While Europe slept

It’s sad when an event of an entirely predictable nature causes supposedly serious observers to have to change fundamentally their line. The only thing sadder would be for such observers not to change it. The reaction of Le Monde to the Madrid bombings fits in the first, less sad, category. The great arbiter of all things “world” intones:
“If the trail back to Al-Qaida is confirmed, Europeans should rethink the war against Islamic fundamentalist terrorism, as did the United States after the attacks of September 11, 2001. . . . Will March 11 have in Europe the same effect as September 11 in the US? After having spontaneously expressed their solidarity with the Americans, the Europeans, preoccupied with other forms of terrorism, found that the Americans had become consumed with paranoia. Contrary to the latter in 2001, Europeans today discover not only their own vulnerability, but also that they are confronted with a new phenomenon, mass terrorism. Like the Americans, they may now be forced to admit that a new form of world war has been declared, not against Islam but against totalitarian and violent fundamentalism. That the world’s democracies are confronted with the same menace and should act together, using military means and waging at the same time a war for their ideals.”

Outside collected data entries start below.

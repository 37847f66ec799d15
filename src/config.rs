//! Model configuration and architecture variants
//!
//! Each variant's layer stack, shuffle policy and optimizer are expressed as
//! data in [`VariantSpec`] rather than duplicated control flow: the builder
//! and the trainer both read the spec and stay variant-agnostic.

use crate::error::{EngineError, Result};
use serde::{Deserialize, Serialize};

/// Which recurrent cell a layer uses
#[derive(Debug, Clone, Copy, PartialEq, Eq, Serialize, Deserialize)]
pub enum CellKind {
    Gru,
    Lstm,
}

/// Optimizer selection carried by a variant
#[derive(Debug, Clone, Copy, PartialEq, Eq, Serialize, Deserialize)]
pub enum OptimizerKind {
    /// Plain stochastic gradient descent, low overhead per step
    Sgd,
    /// Adaptive moment estimation, smoother convergence
    Adam,
}

/// One recurrent layer in a variant's stack
#[derive(Debug, Clone, Copy, PartialEq)]
pub struct RecurrentLayerSpec {
    pub cell: CellKind,
    pub hidden_size: usize,
    /// Dropout rate applied to this layer's outputs during training
    pub dropout: f64,
}

/// A variant's full policy: layer stack, head, optimizer and training behavior
#[derive(Debug, Clone, PartialEq)]
pub struct VariantSpec {
    pub recurrent_layers: Vec<RecurrentLayerSpec>,
    /// Width of the non-linear dense layer before the output, if any
    pub head_hidden: Option<usize>,
    /// Single-step variants always forecast one step ahead regardless of the
    /// configured horizon
    pub single_step: bool,
    pub optimizer: OptimizerKind,
    pub learning_rate: f64,
    /// Whether training samples are reshuffled between epochs
    pub shuffle: bool,
    /// Yield to the host scheduler every this many epochs
    pub yield_interval: usize,
    /// Global gradient norm clip applied before each optimizer step
    pub gradient_clip: Option<f64>,
}

/// Supported network architectures
#[derive(Debug, Clone, Copy, PartialEq, Eq, Serialize, Deserialize)]
pub enum ArchitectureVariant {
    /// One compact GRU layer with a linear projection to the full horizon.
    /// Tuned for throughput: high-rate SGD, no shuffling between epochs so
    /// temporal locality is preserved.
    Lightweight,
    /// Two stacked LSTM layers with interleaved dropout, a ReLU dense layer
    /// and a single-scalar output. Tuned for convergence quality: Adam with
    /// epoch shuffling.
    Deep,
}

impl ArchitectureVariant {
    /// The variant's policy as data
    pub fn spec(&self) -> VariantSpec {
        match self {
            ArchitectureVariant::Lightweight => VariantSpec {
                recurrent_layers: vec![RecurrentLayerSpec {
                    cell: CellKind::Gru,
                    hidden_size: 32,
                    dropout: 0.0,
                }],
                head_hidden: None,
                single_step: false,
                optimizer: OptimizerKind::Sgd,
                learning_rate: 0.01,
                shuffle: false,
                yield_interval: 5,
                gradient_clip: Some(1.0),
            },
            ArchitectureVariant::Deep => VariantSpec {
                recurrent_layers: vec![
                    RecurrentLayerSpec {
                        cell: CellKind::Lstm,
                        hidden_size: 64,
                        dropout: 0.2,
                    },
                    RecurrentLayerSpec {
                        cell: CellKind::Lstm,
                        hidden_size: 32,
                        dropout: 0.2,
                    },
                ],
                head_hidden: Some(16),
                single_step: true,
                optimizer: OptimizerKind::Adam,
                learning_rate: 0.001,
                shuffle: true,
                yield_interval: 1,
                gradient_clip: Some(1.0),
            },
        }
    }
}

/// Architecture and hyperparameters for one forecasting session.
///
/// Immutable once a model instance is built; rebuilding with a different
/// configuration requires disposing the prior instance first.
#[derive(Debug, Clone, PartialEq, Serialize, Deserialize)]
pub struct ModelConfig {
    window_size: usize,
    horizon: usize,
    variant: ArchitectureVariant,
    batch_size: usize,
}

impl ModelConfig {
    /// Create a new configuration with the default batch size of 32
    pub fn new(
        window_size: usize,
        horizon: usize,
        variant: ArchitectureVariant,
    ) -> Result<Self> {
        if window_size == 0 {
            return Err(EngineError::InvalidParameter(
                "Window size must be at least 1".to_string(),
            ));
        }
        if horizon == 0 {
            return Err(EngineError::InvalidParameter(
                "Prediction horizon must be at least 1".to_string(),
            ));
        }

        Ok(Self {
            window_size,
            horizon,
            variant,
            batch_size: 32,
        })
    }

    /// Set the mini-batch size
    pub fn with_batch_size(mut self, batch_size: usize) -> Result<Self> {
        if batch_size == 0 {
            return Err(EngineError::InvalidParameter(
                "Batch size must be at least 1".to_string(),
            ));
        }
        self.batch_size = batch_size;
        Ok(self)
    }

    pub fn window_size(&self) -> usize {
        self.window_size
    }

    pub fn horizon(&self) -> usize {
        self.horizon
    }

    pub fn variant(&self) -> ArchitectureVariant {
        self.variant
    }

    pub fn batch_size(&self) -> usize {
        self.batch_size
    }

    /// Number of values a forecast actually produces.
    ///
    /// Single-step variants forecast one step ahead regardless of the
    /// configured horizon.
    pub fn effective_horizon(&self) -> usize {
        if self.variant.spec().single_step {
            1
        } else {
            self.horizon
        }
    }
}

impl Default for ModelConfig {
    fn default() -> Self {
        Self {
            window_size: 60,
            horizon: 5,
            variant: ArchitectureVariant::Lightweight,
            batch_size: 32,
        }
    }
}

Not bad. But why do the consequences Le Monde cites follow only if the “the trail back to Al-Qaida is confirmed.” Does anyone imagine that the Islamic terrorists do not intend to carry out these sorts of attacks in Europe even if it turns out (against the odds) that the 3/11 attacks were solely the work of Basques? And why, for that matter, should Europe’s line on how to fight terrorism be contingent on whether Islamic terrorists are currently targeting Europe?
Hat tip to Andrew Sullivan.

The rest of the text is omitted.